In Gujo, the water is both the scenery and the infrastructure. Once you notice it, you cannot stop noticing it.
Where to eat
- Ayu (sweetfish), salt-grilled on a skewer, is the local fish, sweet and faintly bitter. Small shops along the main street grill them in summer.
- Keichan, a Gifu chicken dish marinated in miso or soy and pan-fried with cabbage at your table; served at casual family restaurants in and around Gujo.
- Gujo somen and cold noodles, made with local spring water. Small noodle shops near the old town serve them in summer.
- Meiho ham, a smoked, dry-cured regional ham from the nearby Meiho district, good on a bento or in a sandwich for a castle picnic.
For sweets, look for shops selling water manju, clear chilled jellies filled with sweet bean paste, made to be eaten by the waterways in summer.
Where to stay
Gujo Hachiman is small enough that almost any lodging is within walking distance of the old town.
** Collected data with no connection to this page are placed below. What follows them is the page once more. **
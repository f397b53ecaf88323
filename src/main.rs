use std::path::Path;

use deferred_ngin::{config::Settings, flow::run};

fn main() -> anyhow::Result<()> {
    let settings = Settings::load_or_default(Path::new(Settings::FILE_NAME));
    run(settings)
}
- Traditional ryokan in the old town: 15,000 to 30,000 yen per person with two meals, rising sharply during the mid-August Tetsuya Odori nights, when booking a year in advance is not unusual.
- Minshuku and family-run inns: 8,000 to 14,000 yen per person with breakfast or two meals.
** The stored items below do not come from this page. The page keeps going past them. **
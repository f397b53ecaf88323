use std::sync::Arc;

use winit::window::Window;

use crate::{
    camera::Projection,
    data_structures::texture::Texture,
    error::RenderError,
    pipelines::{GBUFFER_ALBEDO_FORMAT, GBUFFER_NORMAL_FORMAT, MSAA_SAMPLE_COUNTS},
};

/// Vertical field of view of the viewer camera.
const FOVY_DEGREES: f32 = 60.0;
const Z_NEAR: f32 = 0.05;
const Z_FAR: f32 = 1000.0;

/// The window, its surface and the GPU device that draws into it.
#[derive(Debug)]
pub struct Context {
    pub(crate) window: Arc<Window>,
    pub surface: wgpu::Surface<'static>,
    pub device: wgpu::Device,
    pub queue: wgpu::Queue,
    pub config: wgpu::SurfaceConfiguration,
    pub projection: Projection,
    /// Sample counts every multisampled target format supports, ascending.
    sample_counts: Vec<u32>,
}

/// Counts from [`MSAA_SAMPLE_COUNTS`] usable for the frame, G-buffer and depth
/// formats. Without adapter specific format features only the counts every
/// device guarantees (1 and 4) are valid.
fn supported_sample_counts(
    adapter: &wgpu::Adapter,
    surface_format: wgpu::TextureFormat,
    adapter_specific: bool,
) -> Vec<u32> {
    let formats = [
        surface_format,
        GBUFFER_NORMAL_FORMAT,
        GBUFFER_ALBEDO_FORMAT,
        Texture::DEPTH_FORMAT,
    ];
    MSAA_SAMPLE_COUNTS
        .into_iter()
        .filter(|&count| match count {
            1 => true,
            _ if !adapter_specific => count == 4,
            _ => formats.iter().all(|&format| {
                adapter
                    .get_texture_format_features(format)
                    .flags
                    .sample_count_supported(count)
            }),
        })
        .collect()
}

impl Context {
    pub async fn new(window: Arc<Window>) -> Result<Self, RenderError> {
        let size = window.inner_size();

        log::info!("WGPU setup");
        let instance = wgpu::Instance::new(&wgpu::InstanceDescriptor {
            backends: wgpu::Backends::PRIMARY,
            ..Default::default()
        });

        let surface = instance
            .create_surface(window.clone())
            .map_err(|e| {
                log::error!("Could not create a surface for the window: {e}");
                RenderError::AdapterUnavailable
            })?;

        let adapter = instance
            .request_adapter(&wgpu::RequestAdapterOptions {
                power_preference: wgpu::PowerPreference::HighPerformance,
                compatible_surface: Some(&surface),
                force_fallback_adapter: false,
            })
            .await
            .map_err(|e| {
                log::error!("No adapter: {e}");
                RenderError::AdapterUnavailable
            })?;
        log::info!("Using adapter {:?}", adapter.get_info().name);

        let format_features = adapter.features() & wgpu::Features::TEXTURE_ADAPTER_SPECIFIC_FORMAT_FEATURES;
        let (device, queue) = adapter
            .request_device(&wgpu::DeviceDescriptor {
                label: Some("deferred-ngin device"),
                required_features: format_features,
                required_limits: wgpu::Limits::default(),
                memory_hints: Default::default(),
                trace: wgpu::Trace::Off,
            })
            .await?;

        device.on_uncaptured_error(Box::new(|e| {
            log::error!("WGPU uncaptured error: {e}");
        }));

        let surface_caps = surface.get_capabilities(&adapter);
        // Lighting is computed in linear space and relies on an sRGB surface
        // for the final encode.
        let surface_format = surface_caps
            .formats
            .iter()
            .copied()
            .find(|f| f.is_srgb())
            .or_else(|| surface_caps.formats.first().copied())
            .ok_or(RenderError::AdapterUnavailable)?;
        let config = wgpu::SurfaceConfiguration {
            usage: wgpu::TextureUsages::RENDER_ATTACHMENT,
            format: surface_format,
            width: size.width.max(1),
            height: size.height.max(1),
            present_mode: surface_caps
                .present_modes
                .first()
                .copied()
                .unwrap_or(wgpu::PresentMode::Fifo),
            alpha_mode: surface_caps
                .alpha_modes
                .first()
                .copied()
                .unwrap_or(wgpu::CompositeAlphaMode::Auto),
            view_formats: vec![],
            desired_maximum_frame_latency: 2,
        };
        surface.configure(&device, &config);

        let sample_counts = supported_sample_counts(&adapter, surface_format, !format_features.is_empty());
        log::info!("Supported MSAA sample counts: {sample_counts:?}");

        let projection = Projection::new(
            config.width,
            config.height,
            cgmath::Deg(FOVY_DEGREES),
            Z_NEAR,
            Z_FAR,
        );

        Ok(Self {
            window,
            surface,
            device,
            queue,
            config,
            projection,
            sample_counts,
        })
    }

    /// The largest supported sample count not above `requested`.
    pub fn sample_count_for(&self, requested: u32) -> u32 {
        let count = self
            .sample_counts
            .iter()
            .copied()
            .filter(|&count| count <= requested)
            .max()
            .unwrap_or(1);
        if count != requested {
            log::warn!("{requested}x MSAA is not supported here, using {count}x");
        }
        count
    }

    /// Reconfigure the surface and the projection aspect. Zero sizes
    /// (minimized windows) are ignored.
    pub fn resize(&mut self, width: u32, height: u32) -> bool {
        if width == 0 || height == 0 {
            return false;
        }
        self.config.width = width;
        self.config.height = height;
        self.surface.configure(&self.device, &self.config);
        self.projection.resize(width, height);
        true
    }

    /// Configure the surface again with the current size, after it was lost
    /// or became outdated.
    pub fn reconfigure(&mut self) {
        self.surface.configure(&self.device, &self.config);
    }

    pub fn size(&self) -> (u32, u32) {
        (self.config.width, self.config.height)
    }

    pub fn window(&self) -> &Window {
        &self.window
    }
}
- Business hotels near the station and along the main road: 7,000 to 11,000 yen per room.
- Guesthouses and hostels in converted machiya houses: around 4,000 to 6,000 yen per person in a dorm, up to 10,000 yen for private rooms.
The Kitamachi and Honmachi districts put you in the oldest, quietest lanes. Near the station is more convenient for early trains.
Practical tips
- Best season: Mid-July to early September for the Gujo Odori; mid-October to early November for autumn leaves around the castle; late April for cherry blossoms along the rivers. Winters are cold and can be snowy.
- How many days: One night gives you the old town, the castle, and a sample workshop. Add a second night if you are coming during the dance.
- Cash vs card: Larger ryokan and hotels accept cards; many small shops, workshops, and the Nagaragawa Railway are cash only. There is a Japan Post ATM near the old town.
- Language: English is limited but the tourist information centre near the old town has bilingual maps and can help book sample workshops.
- Etiquette: The waterways are for everyone, but they are also drinking and washing water for residents. Do not step into the channels, drop litter, or let pets swim. During the Gujo Odori, join the circle in the direction everyone else is dancing, copy your neighbour’s hands and feet for a few bars, and you will find it comes quickly.